Your objective -> Once you find the line with "declares no tenant" in the data that follows, repeat it and every line after it exactly, through the line with "use crate::filtering::clause::Operator;".

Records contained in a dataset
# # # # #

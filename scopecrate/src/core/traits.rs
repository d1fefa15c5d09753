use sea_orm::{EntityTrait, sea_query::SimpleExpr};

use crate::descriptor::{EntityDescriptor, LookupTarget, identifier_lookup};
use crate::errors::FilterError;

/// A public entity representation that can be listed through
/// [`CollectionQueryEngine`](crate::CollectionQueryEngine).
///
/// ```rust,ignore
/// impl ScopedResource for Project {
///     type EntityType = project::Entity;
///     const ENTITY_TYPE: &'static str = "project";
///
///     fn describe() -> EntityDescriptor {
///         EntityDescriptor::from_entity::<project::Entity>(Self::ENTITY_TYPE)
///             .relation("owner", "user")
///             .owned_directly("organization_id")
///             .soft_delete("deleted")
///     }
/// }
/// ```
pub trait ScopedResource: Sized + Send + Sync
where
    Self: From<<Self::EntityType as EntityTrait>::Model>,
{
    type EntityType: EntityTrait<Model: Sync> + Sync;

    /// Registry key of the entity type, also used as the foreign entity name in
    /// other descriptors' relations.
    const ENTITY_TYPE: &'static str;

    /// Static schema of the entity. The default derives native fields from
    /// the Sea-ORM columns and declares nothing else, which the registry
    /// rejects: every entity needs at least a tenant ownership.
    #[must_use]
    fn describe() -> EntityDescriptor {
        EntityDescriptor::from_entity::<Self::EntityType>(Self::ENTITY_TYPE)
    }

    /// Predicate used when another entity filters through a relation to this
    /// one, e.g. `owner:smith` on a project matched against users.
    ///
    /// Defaults to equality against the identifier.
    ///
    /// # Errors
    ///
    /// A [`FilterError`] rejects the whole filter.
    fn related_lookup(target: &LookupTarget<'_>, value: &str) -> Result<SimpleExpr, FilterError> {
        identifier_lookup(target, value)
    }
}
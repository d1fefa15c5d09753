//! # Tenant Access Scope
//!
//! Every collection query is restricted to the acting principal's tenant. The
//! scope predicate is computed here from the entity's declared
//! [`Ownership`] and is a required argument of
//! [`ScopedSelect`](crate::core::query::ScopedSelect), so no query can be built
//! without it.
//!
//! ```text
//! Direct      projects.organization_id = :tenant
//! TenantRoot  organizations.id = :tenant
//! Via         chats INNER JOIN projects AS scope_1 ON scope_1.id = chats.project_id
//!             WHERE scope_1.organization_id = :tenant
//! ```

use sea_orm::{
    JoinType,
    sea_query::{Alias, Expr, SimpleExpr},
};
use uuid::Uuid;

use crate::core::query::JoinSpec;
use crate::descriptor::{EntityDescriptor, EntityRegistry, Ownership};
use crate::errors::EngineError;

/// The acting identity, as supplied by the authentication layer.
pub trait AccessPrincipal {
    /// Tenant (organization) the principal acts for, if one can be resolved.
    fn tenant_id(&self) -> Option<Uuid>;
}

impl AccessPrincipal for Uuid {
    fn tenant_id(&self) -> Option<Uuid> {
        Some(*self)
    }
}

impl<P: AccessPrincipal + ?Sized> AccessPrincipal for &P {
    fn tenant_id(&self) -> Option<Uuid> {
        (**self).tenant_id()
    }
}

/// Requested access level. All levels currently produce the same predicate.
#[derive(Debug, Clone, Copy, Default, PartialEq, Eq)]
pub enum AccessLevel {
    #[default]
    Read,
    Write,
    Admin,
}

/// A resolved tenant predicate for one entity type.
#[derive(Debug, Clone)]
pub struct AccessScope {
    entity_type: String,
    tenant_id: Uuid,
    level: AccessLevel,
    joins: Vec<JoinSpec>,
    condition: SimpleExpr,
}

impl AccessScope {
    /// Resolve the scope of `principal` over `descriptor`.
    ///
    /// # Errors
    ///
    /// [`EngineError::MissingTenantContext`] when the principal has no tenant;
    /// [`EngineError::Configuration`] if the ownership chain can't be followed.
    pub fn resolve<P>(
        principal: &P,
        registry: &EntityRegistry,
        descriptor: &EntityDescriptor,
        level: AccessLevel,
    ) -> Result<Self, EngineError>
    where
        P: AccessPrincipal + ?Sized,
    {
        let tenant_id = principal
            .tenant_id()
            .ok_or(EngineError::MissingTenantContext)?;

        let max_depth = registry.entity_types().count();
        let mut joins = Vec::new();
        let mut current = descriptor;
        let mut current_ref = descriptor.table().to_string();

        let condition = loop {
            match current.ownership() {
                Some(Ownership::Direct { tenant_field }) => {
                    break Expr::col((Alias::new(&current_ref), Alias::new(tenant_field))).eq(tenant_id);
                }
                Some(Ownership::TenantRoot) => {
                    break Expr::col((Alias::new(&current_ref), Alias::new(current.id_field())))
                        .eq(tenant_id);
                }
                Some(Ownership::Via { relation }) => {
                    if joins.len() >= max_depth {
                        return Err(EngineError::configuration(format!(
                            "ownership of '{}' is cyclic",
                            descriptor.entity_type()
                        )));
                    }
                    let link = current.relation_field(relation).ok_or_else(|| {
                        EngineError::configuration(format!(
                            "ownership relation '{relation}' missing on '{}'",
                            current.entity_type()
                        ))
                    })?;
                    let parent = registry.describe(&link.foreign_entity).map_err(|_| {
                        EngineError::configuration(format!(
                            "ownership of '{}' reaches unregistered entity '{}'",
                            current.entity_type(),
                            link.foreign_entity
                        ))
                    })?;

                    let alias = format!("scope_{}", joins.len() + 1);
                    joins.push(JoinSpec {
                        join_type: JoinType::InnerJoin,
                        table: parent.table().to_string(),
                        alias: alias.clone(),
                        alias_column: parent.id_field().to_string(),
                        from: current_ref,
                        from_column: link.join_key(),
                    });
                    current = parent;
                    current_ref = alias;
                }
                None => {
                    return Err(EngineError::configuration(format!(
                        "entity '{}' declares no tenant ownership",
                        current.entity_type()
                    )));
                }
            }
        };

        tracing::debug!(
            entity_type = descriptor.entity_type(),
            tenant_id = %tenant_id,
            ?level,
            joins = joins.len(),
            "Access scope resolved"
        );

        Ok(Self {
            entity_type: descriptor.entity_type().to_string(),
            tenant_id,
            level,
            joins,
            condition,
        })
    }

    #[must_use]
    pub fn entity_type(&self) -> &str {
        &self.entity_type
    }

    #[must_use]
    pub fn tenant_id(&self) -> Uuid {
        self.tenant_id
    }

    #[must_use]
    pub fn level(&self) -> AccessLevel {
        self.level
    }

    /// Inner joins to the tenant-owning ancestor, outermost last.
    #[must_use]
    pub fn joins(&self) -> &[JoinSpec] {
        &self.joins
    }

    #[must_use]
    pub fn condition(&self) -> &SimpleExpr {
        &self.condition
    }
}
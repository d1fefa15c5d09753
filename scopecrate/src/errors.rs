//! # Error Handling for Collection Queries
//!
//! Two kinds of failure exist in this crate and they are kept strictly apart:
//!
//! - [`FilterError`]: anything wrong with a caller-supplied filter string
//!   (syntax, unknown or secret fields, values that don't coerce). These never
//!   leave the engine. The whole filter is replaced by a constant-false
//!   predicate and the caller sees an empty page.
//! - [`EngineError`]: wiring bugs (a principal without a tenant, an entity that
//!   was never registered, a bad descriptor) and backing-store failures. These
//!   are returned to the caller unchanged.
//!
//! `EngineError` converts into an Axum response. Internal details are logged
//! with `tracing` and never sent to the client.

use axum::{
    Json,
    http::StatusCode,
    response::{IntoResponse, Response},
};
use sea_orm::DbErr;
use serde::Serialize;
use thiserror::Error;

use crate::descriptor::FieldKind;
use crate::filtering::clause::Operator;

/// Errors propagated out of [`CollectionQueryEngine::list`](crate::CollectionQueryEngine::list)
/// and out of registry construction.
#[derive(Debug, Error)]
pub enum EngineError {
    /// The acting principal has no resolvable tenant identifier.
    #[error("principal has no tenant context")]
    MissingTenantContext,

    /// `list` was called for an entity type the registry doesn't know.
    #[error("entity type '{0}' is not registered")]
    UnknownEntity(String),

    /// An entity descriptor is inconsistent. Raised while building the registry.
    #[error("invalid entity configuration: {0}")]
    Configuration(String),

    /// The backing store failed. Passed through untouched, no retries.
    #[error(transparent)]
    Database(#[from] DbErr),
}

impl EngineError {
    pub(crate) fn configuration(message: impl Into<String>) -> Self {
        Self::Configuration(message.into())
    }

    fn status_code(&self) -> StatusCode {
        match self {
            Self::UnknownEntity(_) => StatusCode::NOT_FOUND,
            Self::MissingTenantContext | Self::Configuration(_) | Self::Database(_) => {
                StatusCode::INTERNAL_SERVER_ERROR
            }
        }
    }

    /// Get the user-facing error message (sanitized)
    fn user_message(&self) -> String {
        match self {
            Self::UnknownEntity(entity_type) => format!("{entity_type} not found"),
            Self::Database(_) => "A database error occurred".to_string(),
            Self::MissingTenantContext | Self::Configuration(_) => {
                "Internal Server Error".to_string()
            }
        }
    }

    fn log_internal(&self) {
        match self {
            Self::Database(internal) => {
                tracing::error!(error = ?internal, "Database error occurred");
            }
            Self::MissingTenantContext => {
                tracing::error!("Collection query issued without tenant context");
            }
            Self::Configuration(details) => {
                tracing::error!(details = %details, "Entity configuration error");
            }
            Self::UnknownEntity(entity_type) => {
                tracing::debug!(entity_type = %entity_type, "Unknown entity type requested");
            }
        }
    }
}

/// Error response sent to users (sanitized)
#[derive(Serialize)]
struct ErrorResponse {
    error: String,
}

impl IntoResponse for EngineError {
    fn into_response(self) -> Response {
        self.log_internal();

        let status = self.status_code();
        let response = ErrorResponse {
            error: self.user_message(),
        };

        (status, Json(response)).into_response()
    }
}

/// Why a filter was rejected. Only ever logged; the caller sees an empty page.
#[derive(Debug, Clone, PartialEq, Eq, Error)]
pub enum FilterError {
    #[error("filter exceeds {max} characters")]
    TooLong { max: usize },

    #[error("unterminated quote in filter")]
    UnterminatedQuote,

    #[error("unquoted '#' at the start of a filter word")]
    CommentMarker,

    #[error("unbalanced grouping parentheses")]
    UnbalancedGroups,

    #[error("no ':' separator in clause '{0}'")]
    MissingSeparator(String),

    #[error("empty attribute in clause '{0}'")]
    EmptyAttribute(String),

    #[error("field '{0}' is not searchable")]
    DeniedField(String),

    #[error("unknown field '{0}'")]
    UnknownField(String),

    #[error("operator {operator:?} is not supported on {kind:?} field '{field}'")]
    UnsupportedOperator {
        field: String,
        kind: FieldKind,
        operator: Operator,
    },

    #[error("operator {operator:?} is not supported on relation '{relation}'")]
    UnsupportedRelationOperator { relation: String, operator: Operator },

    #[error("value '{value}' is not a valid {kind:?} for field '{field}'")]
    InvalidValue {
        field: String,
        kind: FieldKind,
        value: String,
    },

    #[error("relation '{relation}' targets unregistered entity '{entity_type}'")]
    MissingRelationTarget { relation: String, entity_type: String },
}
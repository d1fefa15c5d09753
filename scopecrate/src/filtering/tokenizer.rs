//! Filter string tokenization and grouping.
//!
//! A filter is split like a shell command line, so `name:"John Smith"` stays
//! one token. Shell comments are not: an unquoted `#` starting a word rejects
//! the filter instead of hiding the rest of it. Parentheses at the start or end of a token mark a group:
//!
//! ```text
//! (name:John surname:Doe) title:Manager
//!  ^ open            ^ close
//! ```
//!
//! Markers are paired in the order they are met: first open with first close,
//! second open with second close, and so on. There is exactly one level of
//! grouping; a token that still starts with `(` after one is stripped is just
//! a malformed clause.

use crate::errors::FilterError;

/// One token after grouping markers were stripped.
#[derive(Debug, Clone, PartialEq, Eq)]
pub struct FilterElement {
    pub raw_text: String,
    pub is_group_open: bool,
    pub is_group_close: bool,
}

/// The tokenized filter: clauses outside any group, and each group's clauses.
#[derive(Debug, Clone, Default, PartialEq, Eq)]
pub struct Grouping {
    pub bare: Vec<String>,
    pub groups: Vec<Vec<String>>,
}

impl Grouping {
    #[must_use]
    pub fn is_empty(&self) -> bool {
        self.bare.is_empty() && self.groups.iter().all(Vec::is_empty)
    }
}

/// Split a raw filter into elements, honoring single and double quotes.
///
/// # Errors
///
/// Returns [`FilterError::UnterminatedQuote`] if a quote is never closed and
/// [`FilterError::CommentMarker`] if an unquoted word starts with `#`.
pub fn tokenize(filter: &str) -> Result<Vec<FilterElement>, FilterError> {
    if starts_comment(filter) {
        return Err(FilterError::CommentMarker);
    }
    let tokens = shlex::split(filter).ok_or(FilterError::UnterminatedQuote)?;

    let elements = tokens
        .into_iter()
        .map(|token| {
            let mut text = token.as_str();
            let is_group_open = text.starts_with('(');
            if is_group_open {
                text = &text[1..];
            }
            let is_group_close = text.ends_with(')');
            if is_group_close {
                text = &text[..text.len() - 1];
            }
            FilterElement {
                raw_text: text.to_string(),
                is_group_open,
                is_group_close,
            }
        })
        .collect();

    Ok(elements)
}

/// Whether `shlex` would read part of `filter` as a comment, i.e. an unquoted
/// `#` at the start of a word.
fn starts_comment(filter: &str) -> bool {
    let mut in_single = false;
    let mut in_double = false;
    let mut escaped = false;
    let mut word_start = true;

    for c in filter.chars() {
        if in_single {
            in_single = c != '\'';
            continue;
        }
        if in_double {
            if escaped {
                escaped = false;
            } else if c == '\\' {
                escaped = true;
            } else if c == '"' {
                in_double = false;
            }
            continue;
        }
        if escaped {
            escaped = false;
            word_start = false;
            continue;
        }
        match c {
            '#' if word_start => return true,
            c if c.is_ascii_whitespace() => word_start = true,
            '\\' => {
                escaped = true;
                word_start = false;
            }
            '\'' => {
                in_single = true;
                word_start = false;
            }
            '"' => {
                in_double = true;
                word_start = false;
            }
            _ => word_start = false,
        }
    }
    false
}

/// Indices of grouping markers in encounter order, tagged open (`true`) or close.
fn grouping_markers(elements: &[FilterElement]) -> Vec<(usize, bool)> {
    let mut markers = Vec::new();
    for (index, element) in elements.iter().enumerate() {
        if element.is_group_open {
            markers.push((index, true));
        }
        if element.is_group_close {
            markers.push((index, false));
        }
    }
    markers
}

/// Pair markers greedily, `(open, close)` by encounter order.
///
/// # Errors
///
/// Returns [`FilterError::UnbalancedGroups`] for an odd number of markers or
/// when a pair isn't an open followed by a close.
pub fn marker_pairs(elements: &[FilterElement]) -> Result<Vec<(usize, usize)>, FilterError> {
    let markers = grouping_markers(elements);
    if markers.len() % 2 != 0 {
        return Err(FilterError::UnbalancedGroups);
    }

    markers
        .chunks_exact(2)
        .map(|pair| match (pair[0], pair[1]) {
            ((start, true), (end, false)) if start <= end => Ok((start, end)),
            _ => Err(FilterError::UnbalancedGroups),
        })
        .collect()
}

/// Tokenize a filter and split it into bare clauses and AND-groups.
///
/// Empty tokens (a lone `(` or `)`) are dropped.
///
/// # Errors
///
/// Propagates [`tokenize`] and [`marker_pairs`] failures.
pub fn group_elements(filter: &str) -> Result<Grouping, FilterError> {
    let elements = tokenize(filter)?;
    let pairs = marker_pairs(&elements)?;
    tracing::debug!(?pairs, "Filter marker pairs");

    let mut grouping = Grouping::default();
    let mut cursor = 0;
    for (start, end) in pairs {
        grouping
            .bare
            .extend(non_empty(&elements[cursor..start]));
        grouping.groups.push(non_empty(&elements[start..=end]).collect());
        cursor = end + 1;
    }
    grouping.bare.extend(non_empty(&elements[cursor..]));

    Ok(grouping)
}

fn non_empty(elements: &[FilterElement]) -> impl Iterator<Item = String> + '_ {
    elements
        .iter()
        .filter(|e| !e.raw_text.is_empty())
        .map(|e| e.raw_text.clone())
}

# # # # #

Result of the task ->
                        "entity '{}' declares no tenant ownership",
                        current.entity_type()
                    )));
                }
            }
        };

        tracing::debug!(
            entity_type = descriptor.entity_type(),
            tenant_id = %tenant_id,
            ?level,
            joins = joins.len(),
            "Access scope resolved"
        );

        Ok(Self {
            entity_type: descriptor.entity_type().to_string(),
            tenant_id,
            level,
            joins,
            condition,
        })
    }

    #[must_use]
    pub fn entity_type(&self) -> &str {
        &self.entity_type
    }

    #[must_use]
    pub fn tenant_id(&self) -> Uuid {
        self.tenant_id
    }

    #[must_use]
    pub fn level(&self) -> AccessLevel {
        self.level
    }

    /// Inner joins to the tenant-owning ancestor, outermost last.
    #[must_use]
    pub fn joins(&self) -> &[JoinSpec] {
        &self.joins
    }

    #[must_use]
    pub fn condition(&self) -> &SimpleExpr {
        &self.condition
    }
}
repository d1fefa15c5d09753
filename scopecrate/src/errors.rs
//! # Error Handling for Collection Queries
//!
//! Two kinds of failure exist in this crate and they are kept strictly apart:
//!
//! - [`FilterError`]: anything wrong with a caller-supplied filter string
//!   (syntax, unknown or secret fields, values that don't coerce). These never
//!   leave the engine. The whole filter is replaced by a constant-false
//!   predicate and the caller sees an empty page.
//! - [`EngineError`]: wiring bugs (a principal without a tenant, an entity that
//!   was never registered, a bad descriptor) and backing-store failures. These
//!   are returned to the caller unchanged.
//!
//! `EngineError` converts into an Axum response. Internal details are logged
//! with `tracing` and never sent to the client.

use axum::{
    Json,
    http::StatusCode,
    response::{IntoResponse, Response},
};
use sea_orm::DbErr;
use serde::Serialize;
use thiserror::Error;

use crate::descriptor::FieldKind;
use crate::filtering::clause::Operator;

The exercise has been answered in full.